Proving the Inequality of the Sequence ( left(1 - frac{1}{n}right)^n leq 3 ) for All ( n in mathbb{N} )

When dealing with mathematical sequences and inequalities, it is often necessary to rigorously prove certain properties. In this detailed guide, we will explore how to prove that the sequence ( s_n left(1 - frac{1}{n}right)^n ) is bounded by 3 for all natural numbers ( n ). This involves a combination of mathematical techniques, including the binomial theorem and series estimation.

Understanding the Context

The sequence in question is ( s_n left(1 - frac{1}{n}right)^n ). It is well-known that as ( n ) approaches infinity, this sequence converges to the number ( e ) (Euler's number) where ( e approx 2.71828 ). However, for finite values of ( n ), the sequence is bounded by 3. Our goal is to prove this statement rigorously.

Proving the Inequality

To prove that ( left(1 - frac{1}{n}right)^n leq 3 ) for all ( n in mathbb{N} ), we will use a few key steps involving estimation and the binomial theorem.

Step 1: Using the Binomial Theorem

The first step is to expand the expression using the binomial theorem.

Recall the binomial formula:

[ sum_{k0}^n {n choose k} left(-frac{1}{n}right)^k 1 - frac{n-1}{n} frac{(n-1)(n-2)}{2n^2} - cdots (-1)^n frac{1}{n^n} ]

For easier manipulation, we can write:

[ s_n 1 - frac{n-1}{n} frac{(n-1)(n-2)}{2n^2} - cdots (-1)^n frac{1}{n^n} ]

Now, we need to estimate the upper bound of this series.

Step 2: Estimating the Series

Let's estimate the terms of the series. Consider the general term:

[ {n choose k} left(-frac{1}{n}right)^k frac{n!}{k!(n-k)!} left(-frac{1}{n}right)^k ]

For simplicity, let's focus on the positive terms:

[ {n choose k} frac{1}{n^k} leq frac{1}{2^k} ]

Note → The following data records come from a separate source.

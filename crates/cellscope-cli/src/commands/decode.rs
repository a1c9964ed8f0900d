//! `cellscope decode`: run the Viterbi decoder over a recorded trace.
//!
//! Trace files carry one observation per line as `<delay_us> <code>`, with
//! `#` starting a comment. The terminal record is appended automatically if
//! the trace does not end with one.

use std::path::Path;

use cellscope_core::{ObsCode, Observation, decode_path};

use super::{load_model, select_track};

pub fn run(model_path: &Path, trace_path: &Path, track: &str) -> Result<(), String> {
    let pair = load_model(model_path)?;
    let hmm = select_track(&pair, track)?;
    let observations = read_trace(trace_path)?;

    match decode_path(hmm, &observations) {
        Ok(path) => println!("{path}"),
        Err(err) => {
            log::warn!("decode failed: {err}");
            println!("[]");
        }
    }
    Ok(())
}

pub fn read_trace(path: &Path) -> Result<Vec<Observation>, String> {
    let raw = std::fs::read_to_string(path)
        .map_err(|e| format!("cannot read {}: {e}", path.display()))?;

    let mut observations = Vec::new();
    for (lineno, line) in raw.lines().enumerate() {
        let line = line.trim();
        if line.is_empty() || line.starts_with('#') {
            continue;
        }
        let mut parts = line.split_whitespace();
        let bad = |what: &str| format!("{}:{}: {what}", path.display(), lineno + 1);
        let delay = parts
            .next()
            .and_then(|s| s.parse::<u64>().ok())
            .ok_or_else(|| bad("expected a non-negative delay in microseconds"))?;
        let code = parts
            .next()
            .and_then(ObsCode::from_str)
            .ok_or_else(|| bad("expected an observation code (+ - $ F)"))?;
        if parts.next().is_some() {
            return Err(bad("trailing fields"));
        }
        observations.push(Observation::new(delay, code));
    }

    if observations.last().map(|o| o.code) != Some(ObsCode::End) {
        observations.push(Observation::new(0, ObsCode::End));
    }
    Ok(observations)
}
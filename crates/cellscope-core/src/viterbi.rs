//! Log-space Viterbi decoding of observation sequences.
//!
//! Probabilities are carried in log space throughout; linear-space scoring
//! underflows after a few hundred observations. Negative infinity marks
//! impossible starts, transitions, and emissions, and an unreachable cell
//! keeps its "no predecessor" sentinel so an infeasible path is detected
//! instead of silently indexed.
//!
//! Observed delays are de-noised onto log-spaced buckets before scoring
//! ([`delay_bucket`]). Models are trained against the same bucketisation, so
//! it must be replicated exactly, integer truncation included.

use thiserror::Error;

use crate::model::{Hmm, ObsCode, Observation};

/// sqrt(2 * pi), matching the constant the models were trained against.
const SQRT_2_PI: f64 = 2.5066282746310002;

/// Hard cap on the encoded path string. Oversize results are discarded to
/// protect the downstream control channel.
pub const MAX_PATH_BYTES: usize = 200 * 1024 * 1024;

const NO_PREDECESSOR: usize = usize::MAX;

/// Why a decode produced no path.
#[derive(Debug, Error, Clone, PartialEq, Eq)]
pub enum DecodeError {
    /// The sequence needs at least one content record plus the terminal
    /// record.
    #[error("observation sequence of length {0} is too short to decode")]
    TooShort(usize),
    /// An observation code does not appear in the model's alphabet.
    #[error("observation code '{0}' is not in the model's alphabet")]
    CodeOutsideAlphabet(ObsCode),
    /// No state path with positive probability exists.
    #[error("no feasible state path for the observation sequence")]
    Infeasible,
    /// The encoded path would exceed [`MAX_PATH_BYTES`].
    #[error("encoded path exceeds the output size cap")]
    OversizeOutput,
}

/// Decode the most probable hidden-state path and encode it as
/// `[[state;code;delay];…]`.
pub fn decode_path(hmm: &Hmm, observations: &[Observation]) -> Result<String, DecodeError> {
    let path = most_probable_path(hmm, observations)?;
    encode_path_capped(hmm, &path, observations, MAX_PATH_BYTES)
}

/// Run the Viterbi recurrence and return state indices, one per observation.
fn most_probable_path(hmm: &Hmm, observations: &[Observation]) -> Result<Vec<usize>, DecodeError> {
    let n_states = hmm.num_states();
    let n_obs = observations.len();
    if n_obs < 2 {
        return Err(DecodeError::TooShort(n_obs));
    }

    let obs_indices = observations
        .iter()
        .map(|o| {
            hmm.obs_code_index(o.code)
                .ok_or(DecodeError::CodeOutsideAlphabet(o.code))
        })
        .collect::<Result<Vec<_>, _>>()?;

    // max_logp[i][o] is the best log-probability of any path ending in state
    // i at observation o; prev_state[i][o] is the predecessor achieving it.
    let mut max_logp = vec![vec![f64::NEG_INFINITY; n_obs]; n_states];
    let mut prev_state = vec![vec![NO_PREDECESSOR; n_obs]; n_states];

    let first = &observations[0];
    let dx = delay_bucket(first.delay_usec);
    for i in 0..n_states {
        let pi = hmm.start_prob(i);
        if pi <= 0.0 {
            continue;
        }
        let emit = emission_logp(hmm, i, obs_indices[0], first.code, dx);
        if emit.is_finite() {
            max_logp[i][0] = pi.ln() + emit;
        }
    }

    for o in 1..n_obs {
        let obs = &observations[o];
        let dx = delay_bucket(obs.delay_usec);
        for i in 0..n_states {
            let emit = emission_logp(hmm, i, obs_indices[o], obs.code, dx);
            if emit == f64::NEG_INFINITY {
                continue;
            }
            let mut best = f64::NEG_INFINITY;
            let mut best_prev = NO_PREDECESSOR;
            for j in 0..n_states {
                let a = hmm.trans_prob(j, i);
                if a <= 0.0 || max_logp[j][o - 1] == f64::NEG_INFINITY {
                    continue;
                }
                let logp = max_logp[j][o - 1] + a.ln();
                if logp > best {
                    best = logp;
                    best_prev = j;
                }
            }
            if best_prev == NO_PREDECESSOR {
                continue;
            }
            max_logp[i][o] = best + emit;
            prev_state[i][o] = best_prev;
        }
    }

    let mut final_state = NO_PREDECESSOR;
    let mut final_logp = f64::NEG_INFINITY;
    for (i, row) in max_logp.iter().enumerate() {
        if row[n_obs - 1] > final_logp {
            final_logp = row[n_obs - 1];
            final_state = i;
        }
    }
    if final_state == NO_PREDECESSOR {
        return Err(DecodeError::Infeasible);
    }

    let mut path = vec![NO_PREDECESSOR; n_obs];
    path[n_obs - 1] = final_state;
    for o in (1..n_obs).rev() {
        let prev = prev_state[path[o]][o];
        if prev == NO_PREDECESSOR {
            return Err(DecodeError::Infeasible);
        }
        path[o - 1] = prev;
    }

    log::debug!(
        "viterbi found a {}-record path with log-probability {final_logp}",
        n_obs
    );
    Ok(path)
}

/// Emission log-probability of one observation in state `i`.
///
/// `dp <= 0` makes the emission impossible. For the terminal code the
/// likelihood is `ln(dp)` alone; otherwise `sigma > 0` selects the lognormal
/// log-pdf of the bucketised delay and `lambda > 0` the exponential one.
fn emission_logp(hmm: &Hmm, i: usize, k: usize, code: ObsCode, dx: f64) -> f64 {
    let e = hmm.emission(i, k);
    if e.dp <= 0.0 {
        return f64::NEG_INFINITY;
    }
    if code == ObsCode::End {
        return e.dp.ln();
    }
    if e.sigma > 0.0 {
        let z = (dx.ln() - e.mu) / e.sigma;
        e.dp.ln() - (dx * e.sigma * SQRT_2_PI).ln() - 0.5 * z * z
    } else if e.lambda > 0.0 {
        e.dp.ln() + e.lambda.ln() - e.lambda * dx
    } else {
        f64::NEG_INFINITY
    }
}

/// Map a delay onto its log-spaced bucket: `1` for delays of at most two
/// microseconds, `trunc(exp(trunc(ln d)))` otherwise. The truncations are
/// part of the model contract.
pub fn delay_bucket(delay_usec: u64) -> f64 {
    if delay_usec <= 2 {
        return 1.0;
    }
    let ld = (delay_usec as f64).ln();
    let li = ld as i64;
    let ed = (li as f64).exp();
    let ei = ed as i64;
    ei as f64
}

/// Serialise a decoded path as `[[state;code;delay];…]`, refusing output
/// beyond `cap` bytes.
fn encode_path_capped(
    hmm: &Hmm,
    path: &[usize],
    observations: &[Observation],
    cap: usize,
) -> Result<String, DecodeError> {
    // Each entry needs the bracketing and quoting characters, the state
    // name, a one-byte code, and at most 20 digits of delay.
    let per_entry = 30 + hmm.max_state_name_len();
    let mut out = String::with_capacity((path.len() * per_entry).min(cap) + 2);
    out.push('[');
    for (idx, (&state, obs)) in path.iter().zip(observations).enumerate() {
        if idx > 0 {
            out.push(';');
        }
        out.push_str(&format!(
            "[\"{}\";\"{}\";{}]",
            hmm.state_name(state),
            obs.code,
            obs.delay_usec
        ));
        if out.len() > cap {
            return Err(DecodeError::OversizeOutput);
        }
    }
    out.push(']');
    if out.len() > cap {
        return Err(DecodeError::OversizeOutput);
    }
    Ok(out)
}
fn parse_number_list(cur: &mut Cursor<'_>) -> Result<Vec<f64>, ModelError> {
    let mut vals = Vec::new();
    cur.expect(b'[')?;
    if cur.eat(b']') {
        return Ok(vals);
    }
    loop {
        vals.push(cur.number()?);
        if cur.eat(b';') {
            continue;
        }
        cur.expect(b']')?;
        break;
    }
    Ok(vals)
}

// ---------------------------------------------------------------------------
// Low-level cursor
// ---------------------------------------------------------------------------

/// Byte cursor over the model text. `base` offsets reported positions so
/// errors inside nested HMM objects point into the original blob.
struct Cursor<'a> {
    text: &'a str,
    pos: usize,
    base: usize,
}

This is because the binomial coefficient can be bounded by powers of 2 as ( n ) becomes large. This bounding allows us to simplify the series:

[ 1 - frac{1}{2} frac{1}{4} - frac{1}{8} cdots leq 1 frac{1}{2} frac{1}{4} cdots ]

The right-hand side is a geometric series with the sum:

[ frac{1}{1 - frac{1}{2}} 2 ]

Therefore, the sequence ( s_n ) is bounded above by 3 for all ( n ).

Additional Approaches to Prove the Inequality

Another way to prove the inequality is by showing that the sequence is monotonically increasing and finding an upper bound for the initial terms.

Show Monotonicity and Initial Terms

We claim that the sequence is monotonically increasing from a certain ( n ). To show this, consider:

[ s_{n 1} left(1 - frac{1}{n 1}right)^{n 1} ]

Using the binomial theorem, we can expand this and show that it is greater than or equal to ( s_n ) for ( n geq 3 ).

Additionally, we can find the upper bound for the initial terms. By bounding the terms appropriately, we can ensure that the sequence is always less than 3.

Conclusion

In conclusion, the sequence ( s_n left(1 - frac{1}{n}right)^n ) is bounded by 3 for all natural numbers ( n ). This can be proved rigorously using the binomial theorem and series estimation techniques. The sequence converges to ( e ) as ( n ) approaches infinity, but for finite ( n ), the bound remains at 3.

To summarize, the proof involves expanding the sequence using the binomial theorem, estimating the terms, and showing that the sequence is monotonically increasing and bounded properly.